Obama, on the other hand, had to fight fiscal policy against the threatening consequences of the financial crisis and ended up with around 19 trillion at the end of his term in office. U.S. dollar. At the same time, however, this time was an era of economic boom. Donald Trump took advantage of this when he took up the election promise to pay off the debt within eight years, otherwise “the US would go bankrupt”. But despite economic growth, low unemployment and rising wages, US debt continued to rise.
Trump's pressure on the Fed
With higher spending and less income, the mountain of debt grows by 4 billion US dollars a day, which is slightly less than the last operating result of the Dax group SAP. In the first half of the fiscal year since October alone, the deficit was over $ 691 billion, a figure that corresponds to the market value of Alphabet (Google). And try to make another comparison: The gross profit of the airport operator Fraport would be just enough to settle the approximately 900 million US dollars in daily interest charges.
Trump has saved in some areas such as social spending or health insurance, but increased spending on the military. Above all, however, the massive tax cuts are having an impact, which are not offset by the expected income. Trump's calculation boils down to increasing the flow of money into the treasury through protectionism and higher and new tariffs.
And because interest rates have long been around 2.5% for US government bonds and make debt servicing more expensive, Trump is trying to counteract this through personal intervention at the Fed. The whole thing is called Modern Monetary Theory. It assumes that the state does not have to take the debt level into account because it can create the money and always service the debt. When inflation rises, interest rates are lowered - provided the theoretically independent central bank plays along. Here, however, Trump wants to appoint a central bank chief who is dependent on him and who implements an interest rate policy controlled by the president.

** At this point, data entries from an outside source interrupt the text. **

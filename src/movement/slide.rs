//! Sliding along blocking surfaces.

use bevy::prelude::*;

use super::CharacterMover;
use crate::collision::HitResult;
use crate::detection::MIN_FLOOR_DIST;
use crate::math::{plane_project, KINDA_SMALL_NUMBER};

/// Floors with `normal · up` at or above `1 - FLAT_FLOOR_EPSILON` count as
/// flat.
const FLAT_FLOOR_EPSILON: f32 = 1.0e-5;

impl CharacterMover<'_> {
    /// Slide the remaining `time` of `delta` along `normal`, adjusting once
    /// more if a second wall is hit. Returns the fraction of the slide
    /// applied; `hit` holds the last hit.
    pub fn slide_along_surface(
        &mut self,
        delta: Vec3,
        time: f32,
        normal: Vec3,
        hit: &mut HitResult,
        handle_impact: bool,
    ) -> f32 {
        if !hit.blocking_hit {
            return 0.0;
        }

        let mut normal = normal;
        if self.is_moving_on_ground() {
            let up = self.up();
            let dot = normal.dot(up);
            if dot > 0.0 {
                // Never pushed up an unwalkable surface.
                if !self.is_walkable(hit) {
                    normal = plane_project(normal, up).normalize_or_zero();
                }
            } else if dot < -KINDA_SMALL_NUMBER {
                // Hits on the upper capsule never push down into the floor.
                let floor = &self.agent.controller.floor;
                if floor.floor_dist < MIN_FLOOR_DIST && floor.blocking_hit {
                    let floor_normal = floor.hit.normal;
                    let floor_opposed = delta.dot(floor_normal) < 0.0
                        && floor_normal.dot(up) < 1.0 - FLAT_FLOOR_EPSILON;
                    if floor_opposed {
                        normal = floor_normal;
                    }
                    normal = plane_project(normal, up).normalize_or_zero();
                }
            }
        }

        let old_hit_normal = normal;
        let mut slide_delta = self.compute_slide_vector(delta, time, normal, hit);
        if slide_delta.dot(delta) <= 0.0 {
            return 0.0;
        }

        let rotation = self.agent.rotation;
        *hit = self.safe_move(slide_delta, rotation, true);
        let first_hit_percent = hit.time;
        let mut percent_applied = first_hit_percent;

        if hit.is_valid_blocking_hit() {
            if handle_impact {
                self.handle_impact(hit);
            }

            self.two_wall_adjust(&mut slide_delta, hit, old_hit_normal);

            if !slide_delta.abs_diff_eq(Vec3::ZERO, 1.0e-3) && slide_delta.dot(delta) > 0.0 {
                *hit = self.safe_move(slide_delta, rotation, true);
                percent_applied += hit.time * (1.0 - first_hit_percent);
                if handle_impact && hit.blocking_hit {
                    self.handle_impact(hit);
                }
            }
        }

        percent_applied.clamp(0.0, 1.0)
    }

    /// `delta` projected onto the surface, scaled by `time`. While falling
    /// the result never climbs higher than `delta` would have.
    pub fn compute_slide_vector(&self, delta: Vec3, time: f32, normal: Vec3, hit: &HitResult) -> Vec3 {
        let result = plane_project(delta, normal) * time;
        if self.is_falling() {
            self.handle_slope_boosting(result, delta, time, normal, hit)
        } else {
            result
        }
    }

    /// Adjust a slide that hit a second surface.
    pub fn two_wall_adjust(&self, delta: &mut Vec3, hit: &HitResult, old_hit_normal: Vec3) {
        let in_delta = *delta;
        let hit_normal = hit.normal;

        if old_hit_normal.dot(hit_normal) <= 0.0 {
            // Corner of 90° or less: move along the crease.
            let crease = hit_normal.cross(old_hit_normal).normalize_or_zero();
            let mut adjusted = crease * (in_delta.dot(crease) * (1.0 - hit.time));
            if in_delta.dot(adjusted) < 0.0 {
                adjusted = -adjusted;
            }
            *delta = adjusted;
        } else {
            let mut adjusted = self.compute_slide_vector(in_delta, 1.0 - hit.time, hit_normal, hit);
            if adjusted.dot(in_delta) <= 0.0 {
                adjusted = Vec3::ZERO;
            } else if (hit_normal.dot(old_hit_normal) - 1.0).abs() < KINDA_SMALL_NUMBER {
                // Same wall again: nudge away from it.
                adjusted += hit_normal * 0.01;
            }
            *delta = adjusted;
        }

        if !self.is_moving_on_ground() {
            return;
        }

        let up = self.up();
        let delta_up = delta.dot(up);
        if delta_up > 0.0 {
            let hit_up = hit.normal.dot(up);
            if hit_up > KINDA_SMALL_NUMBER && (hit_up >= self.config.walkable_floor_z || self.is_walkable(hit)) {
                // Keep the planar speed while sliding up a walkable surface.
                let time = 1.0 - hit.time;
                let scaled = delta.normalize_or_zero() * in_delta.length();
                let mut adjusted = (plane_project(in_delta, up) + up * (scaled.dot(up) / hit_up)) * time;

                let adjusted_up = adjusted.dot(up);
                if adjusted_up > self.config.max_step_height {
                    adjusted *= self.config.max_step_height / adjusted_up;
                }
                *delta = adjusted;
            } else {
                *delta = plane_project(*delta, up);
            }
        } else if delta_up < 0.0 {
            let floor = &self.agent.controller.floor;
            if floor.floor_dist < MIN_FLOOR_DIST && floor.blocking_hit {
                *delta = plane_project(*delta, up);
            }
        }
    }

    /// Limit a falling slide to the height `delta` was heading for.
    pub fn handle_slope_boosting(
        &self,
        slide_result: Vec3,
        delta: Vec3,
        time: f32,
        normal: Vec3,
        _hit: &HitResult,
    ) -> Vec3 {
        let up = self.up();
        let mut result = slide_result;
        let dot = result.dot(up);

        if dot > 0.0 {
            let z_limit = delta.dot(up) * time;
            if dot - z_limit > KINDA_SMALL_NUMBER {
                if z_limit > 0.0 {
                    // Rescale the whole vector so it does not turn back into
                    // the impact.
                    result *= z_limit / dot;
                } else {
                    result = Vec3::ZERO;
                }

                let remainder = plane_project(slide_result - result, up);
                let planar_normal = plane_project(normal, up).normalize_or_zero();
                result += plane_project(remainder, planar_normal);
            }
        }
        result
    }
}

#[cfg(test)]
mod tests {
    use super::super::tests::*;
    use super::*;
    use crate::state::MovementMode;

    fn wall_hit(normal: Vec3, time: f32) -> HitResult {
        HitResult {
            blocking_hit: true,
            time,
            normal,
            impact_normal: normal,
            ..HitResult::miss(Vec3::ZERO, Vec3::X)
        }
    }

    // ==================== ComputeSlideVector Tests ====================

    #[test]
    fn slide_vector_is_tangent() {
        let fixture = Fixture::flat();
        let mut agent = fixture.walking_agent();
        let mover = fixture.mover(&mut agent);
        let normal = Vec3::new(-1.0, 0.0, 1.0).normalize();
        let slide = mover.compute_slide_vector(Vec3::X * 10.0, 0.5, normal, &wall_hit(normal, 0.5));
        assert!(slide.dot(normal).abs() < 1e-5);
        assert!((slide.length() - 10.0 * 0.5 * std::f32::consts::FRAC_1_SQRT_2).abs() < 1e-4);
    }

    #[test]
    fn falling_slide_does_not_boost_up() {
        let fixture = Fixture::flat();
        let mut agent = fixture.agent_at(Vec3::Y * 500.0);
        let mut mover = fixture.mover(&mut agent);
        mover.set_movement_mode(MovementMode::Falling);

        let normal = Vec3::new(-1.0, 1.0, 0.0).normalize();
        let delta = Vec3::new(10.0, -1.0, 0.0);
        let slide = mover.compute_slide_vector(delta, 1.0, normal, &wall_hit(normal, 0.0));
        assert!(slide.y <= 1e-4);
    }

    // ==================== TwoWallAdjust Tests ====================

    #[test]
    fn corner_moves_along_crease() {
        let fixture = Fixture::flat();
        let mut agent = fixture.agent_at(Vec3::Y * 500.0);
        let mut mover = fixture.mover(&mut agent);
        mover.set_movement_mode(MovementMode::Flying);

        let mut delta = Vec3::new(1.0, 1.0, 1.0);
        let hit = wall_hit(-Vec3::Z, 0.0);
        mover.two_wall_adjust(&mut delta, &hit, -Vec3::X);
        // Crease of the two walls runs along Y.
        assert!(delta.x.abs() < 1e-5 && delta.z.abs() < 1e-5);
        assert!(delta.y > 0.0);
    }

    #[test]
    fn walking_never_climbs_unwalkable_wall() {
        let fixture = Fixture::flat();
        let mut agent = fixture.walking_agent();
        let mover = fixture.mover(&mut agent);

        let steep = Vec3::new(-1.0, 0.3, 0.0).normalize();
        let mut delta = Vec3::new(5.0, 5.0, 0.0);
        mover.two_wall_adjust(&mut delta, &wall_hit(steep, 0.0), Vec3::Z);
        assert!(delta.y.abs() < 1e-4);
    }
}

Low interest rates as an antidote
Since the Democrats are also planning high government spending, albeit with different goals, easing is unlikely. In professional circles, however, the debt is not described as worrying. With the dollar as the world's reserve currency, countries like Japan and China hold US government bonds and thus help finance the US debt. China is reducing its stocks, but is proceeding cautiously, as otherwise there is a threat of fiscal upheaval and economic turbulence.
In the USA, on the other hand, the debt spiral threatens to turn further. There is also no way out as long as companies like Amazon pay almost no taxes in their home country. And at the latest when the economy slows down, income will flow more sparsely anyway. Since the debt problem affects a large number of countries overall, it can be expected that interest rates will also be lowered rather than raised in the medium term. What could save the stock markets from the worst means less fortunate prospects for interest savers.